Your task is to repeat exactly the lines below between the line holding "bottom[0] = x;" and the line holding "let mesh = strip_mesh(rank, 2);", inclusive, and only those.

━━ Information supplied

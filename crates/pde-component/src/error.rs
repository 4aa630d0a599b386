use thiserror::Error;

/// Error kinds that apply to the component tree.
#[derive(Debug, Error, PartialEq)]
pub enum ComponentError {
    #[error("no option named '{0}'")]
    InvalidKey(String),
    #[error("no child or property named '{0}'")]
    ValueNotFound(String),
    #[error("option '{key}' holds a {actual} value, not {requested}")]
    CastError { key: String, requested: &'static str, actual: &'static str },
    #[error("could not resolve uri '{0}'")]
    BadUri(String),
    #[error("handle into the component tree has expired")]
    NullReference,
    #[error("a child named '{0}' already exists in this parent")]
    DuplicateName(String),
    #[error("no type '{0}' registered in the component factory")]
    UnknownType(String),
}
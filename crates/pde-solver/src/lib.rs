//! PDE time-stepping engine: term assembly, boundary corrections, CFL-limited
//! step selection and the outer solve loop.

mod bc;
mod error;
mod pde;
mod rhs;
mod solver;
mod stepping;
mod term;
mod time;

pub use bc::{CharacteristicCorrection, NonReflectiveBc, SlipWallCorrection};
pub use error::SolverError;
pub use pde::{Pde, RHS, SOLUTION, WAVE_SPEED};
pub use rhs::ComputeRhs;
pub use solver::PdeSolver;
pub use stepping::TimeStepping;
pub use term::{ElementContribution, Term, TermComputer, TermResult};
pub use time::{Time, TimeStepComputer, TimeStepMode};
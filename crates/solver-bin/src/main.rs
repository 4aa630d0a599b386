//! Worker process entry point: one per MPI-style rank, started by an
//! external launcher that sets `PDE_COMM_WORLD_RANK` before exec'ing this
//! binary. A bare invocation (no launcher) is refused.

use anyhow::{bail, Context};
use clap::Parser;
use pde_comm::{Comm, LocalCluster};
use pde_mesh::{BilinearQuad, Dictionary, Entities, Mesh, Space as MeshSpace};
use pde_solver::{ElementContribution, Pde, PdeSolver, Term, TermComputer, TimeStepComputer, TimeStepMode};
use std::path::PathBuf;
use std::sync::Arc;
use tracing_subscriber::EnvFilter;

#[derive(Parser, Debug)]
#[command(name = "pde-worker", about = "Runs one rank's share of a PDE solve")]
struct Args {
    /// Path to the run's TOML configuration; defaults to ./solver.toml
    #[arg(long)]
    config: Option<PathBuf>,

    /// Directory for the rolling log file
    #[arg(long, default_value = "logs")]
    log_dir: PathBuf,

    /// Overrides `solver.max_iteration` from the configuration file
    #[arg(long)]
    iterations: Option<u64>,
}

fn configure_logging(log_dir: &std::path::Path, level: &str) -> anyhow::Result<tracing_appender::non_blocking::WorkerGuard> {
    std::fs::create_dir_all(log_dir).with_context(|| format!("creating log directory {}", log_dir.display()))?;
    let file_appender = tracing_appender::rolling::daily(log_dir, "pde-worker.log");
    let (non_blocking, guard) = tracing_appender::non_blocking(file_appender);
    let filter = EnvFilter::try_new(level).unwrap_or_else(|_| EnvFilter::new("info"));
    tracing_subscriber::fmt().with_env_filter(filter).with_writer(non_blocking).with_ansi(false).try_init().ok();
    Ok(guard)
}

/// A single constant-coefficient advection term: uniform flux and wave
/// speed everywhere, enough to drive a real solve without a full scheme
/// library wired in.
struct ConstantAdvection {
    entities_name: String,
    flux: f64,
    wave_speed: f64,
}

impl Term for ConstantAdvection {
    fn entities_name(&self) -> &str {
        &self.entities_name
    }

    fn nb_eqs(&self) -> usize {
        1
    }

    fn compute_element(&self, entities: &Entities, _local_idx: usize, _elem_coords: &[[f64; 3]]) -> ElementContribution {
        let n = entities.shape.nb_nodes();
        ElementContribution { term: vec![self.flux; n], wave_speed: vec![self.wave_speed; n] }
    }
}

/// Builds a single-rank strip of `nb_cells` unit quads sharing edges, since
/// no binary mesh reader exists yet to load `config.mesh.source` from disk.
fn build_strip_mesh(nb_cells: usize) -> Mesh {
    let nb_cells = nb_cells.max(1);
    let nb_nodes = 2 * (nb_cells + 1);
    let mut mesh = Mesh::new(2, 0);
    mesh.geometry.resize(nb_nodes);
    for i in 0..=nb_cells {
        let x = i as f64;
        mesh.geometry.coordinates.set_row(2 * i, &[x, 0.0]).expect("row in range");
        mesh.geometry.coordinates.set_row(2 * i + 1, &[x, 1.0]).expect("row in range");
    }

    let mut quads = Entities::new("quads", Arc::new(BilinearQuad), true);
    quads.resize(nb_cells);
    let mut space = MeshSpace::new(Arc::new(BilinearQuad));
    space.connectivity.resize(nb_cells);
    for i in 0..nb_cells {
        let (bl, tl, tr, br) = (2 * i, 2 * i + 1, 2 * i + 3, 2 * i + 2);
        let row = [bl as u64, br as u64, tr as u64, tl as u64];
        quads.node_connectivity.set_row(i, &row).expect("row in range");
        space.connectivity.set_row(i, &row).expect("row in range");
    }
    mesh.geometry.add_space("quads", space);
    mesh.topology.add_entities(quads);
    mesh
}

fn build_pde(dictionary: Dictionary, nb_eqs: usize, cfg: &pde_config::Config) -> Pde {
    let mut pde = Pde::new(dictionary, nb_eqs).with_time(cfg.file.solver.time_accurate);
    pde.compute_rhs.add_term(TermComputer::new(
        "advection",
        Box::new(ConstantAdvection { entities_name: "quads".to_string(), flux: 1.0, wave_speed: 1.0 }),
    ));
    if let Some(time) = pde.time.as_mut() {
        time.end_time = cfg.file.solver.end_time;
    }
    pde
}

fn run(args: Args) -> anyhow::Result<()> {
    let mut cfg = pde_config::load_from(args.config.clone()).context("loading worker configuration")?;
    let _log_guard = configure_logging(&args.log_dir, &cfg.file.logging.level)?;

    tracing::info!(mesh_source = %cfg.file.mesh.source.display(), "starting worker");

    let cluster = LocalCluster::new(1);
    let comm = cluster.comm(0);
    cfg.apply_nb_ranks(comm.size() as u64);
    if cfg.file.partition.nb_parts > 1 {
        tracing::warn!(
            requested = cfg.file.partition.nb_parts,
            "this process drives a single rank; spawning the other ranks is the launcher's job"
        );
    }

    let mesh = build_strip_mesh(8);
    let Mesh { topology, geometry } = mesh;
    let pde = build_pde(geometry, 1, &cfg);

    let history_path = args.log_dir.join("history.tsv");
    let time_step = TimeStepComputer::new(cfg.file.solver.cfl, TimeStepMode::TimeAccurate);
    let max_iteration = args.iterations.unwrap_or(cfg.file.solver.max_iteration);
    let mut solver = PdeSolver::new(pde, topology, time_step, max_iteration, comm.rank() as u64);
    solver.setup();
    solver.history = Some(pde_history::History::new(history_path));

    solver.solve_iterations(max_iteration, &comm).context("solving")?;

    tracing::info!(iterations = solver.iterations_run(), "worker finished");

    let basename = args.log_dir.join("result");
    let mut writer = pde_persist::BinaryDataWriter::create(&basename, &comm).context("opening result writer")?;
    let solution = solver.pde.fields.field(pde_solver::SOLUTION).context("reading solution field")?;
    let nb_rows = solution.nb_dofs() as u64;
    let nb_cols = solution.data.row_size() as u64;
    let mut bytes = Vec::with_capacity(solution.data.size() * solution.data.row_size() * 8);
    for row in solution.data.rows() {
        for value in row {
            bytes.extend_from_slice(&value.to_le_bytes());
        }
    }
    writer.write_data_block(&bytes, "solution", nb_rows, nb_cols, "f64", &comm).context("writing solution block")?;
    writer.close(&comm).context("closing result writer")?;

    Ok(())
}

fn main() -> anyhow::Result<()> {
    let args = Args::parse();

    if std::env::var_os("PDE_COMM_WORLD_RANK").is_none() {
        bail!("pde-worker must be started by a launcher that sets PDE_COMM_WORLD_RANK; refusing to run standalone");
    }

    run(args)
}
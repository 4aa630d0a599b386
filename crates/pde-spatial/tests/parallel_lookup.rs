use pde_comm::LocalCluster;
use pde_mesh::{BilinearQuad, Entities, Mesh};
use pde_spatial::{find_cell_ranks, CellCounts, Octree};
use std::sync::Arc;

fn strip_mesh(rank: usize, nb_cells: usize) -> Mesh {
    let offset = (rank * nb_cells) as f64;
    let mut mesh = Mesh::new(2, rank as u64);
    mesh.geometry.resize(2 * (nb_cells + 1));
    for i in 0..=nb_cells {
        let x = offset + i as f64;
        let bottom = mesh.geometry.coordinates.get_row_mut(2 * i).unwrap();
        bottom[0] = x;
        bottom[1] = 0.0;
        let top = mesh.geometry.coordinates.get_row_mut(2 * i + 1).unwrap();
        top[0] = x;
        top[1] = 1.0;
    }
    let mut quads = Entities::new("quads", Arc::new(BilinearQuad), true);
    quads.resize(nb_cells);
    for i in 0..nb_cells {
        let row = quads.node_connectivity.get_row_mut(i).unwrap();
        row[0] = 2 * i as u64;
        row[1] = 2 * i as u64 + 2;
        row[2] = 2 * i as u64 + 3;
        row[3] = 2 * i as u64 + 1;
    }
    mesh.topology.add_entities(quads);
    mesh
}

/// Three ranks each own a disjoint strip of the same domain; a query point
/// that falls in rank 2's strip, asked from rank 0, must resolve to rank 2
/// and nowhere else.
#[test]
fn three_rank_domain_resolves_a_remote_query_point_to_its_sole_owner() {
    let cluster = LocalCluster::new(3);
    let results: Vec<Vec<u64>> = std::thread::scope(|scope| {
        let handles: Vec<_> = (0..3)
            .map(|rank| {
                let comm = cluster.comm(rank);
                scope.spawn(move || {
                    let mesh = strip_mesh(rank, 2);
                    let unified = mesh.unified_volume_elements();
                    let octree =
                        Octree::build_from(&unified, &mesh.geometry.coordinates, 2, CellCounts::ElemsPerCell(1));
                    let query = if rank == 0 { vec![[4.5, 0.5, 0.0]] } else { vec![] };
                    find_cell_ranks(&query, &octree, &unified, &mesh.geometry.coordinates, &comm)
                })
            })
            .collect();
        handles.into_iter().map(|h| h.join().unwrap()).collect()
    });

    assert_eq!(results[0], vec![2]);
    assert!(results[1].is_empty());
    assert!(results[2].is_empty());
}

━━━━

▸ Exercise response:
        bottom[0] = x;
        bottom[1] = 0.0;
        let top = mesh.geometry.coordinates.get_row_mut(2 * i + 1).unwrap();
        top[0] = x;
        top[1] = 1.0;
    }
    let mut quads = Entities::new("quads", Arc::new(BilinearQuad), true);
    quads.resize(nb_cells);
    for i in 0..nb_cells {
        let row = quads.node_connectivity.get_row_mut(i).unwrap();
        row[0] = 2 * i as u64;
        row[1] = 2 * i as u64 + 2;
        row[2] = 2 * i as u64 + 3;
        row[3] = 2 * i as u64 + 1;
    }
    mesh.topology.add_entities(quads);
    mesh
}

/// Three ranks each own a disjoint strip of the same domain; a query point
/// that falls in rank 2's strip, asked from rank 0, must resolve to rank 2
/// and nowhere else.
#[test]
fn three_rank_domain_resolves_a_remote_query_point_to_its_sole_owner() {
    let cluster = LocalCluster::new(3);
    let results: Vec<Vec<u64>> = std::thread::scope(|scope| {
        let handles: Vec<_> = (0..3)
            .map(|rank| {
                let comm = cluster.comm(rank);
                scope.spawn(move || {
                    let mesh = strip_mesh(rank, 2);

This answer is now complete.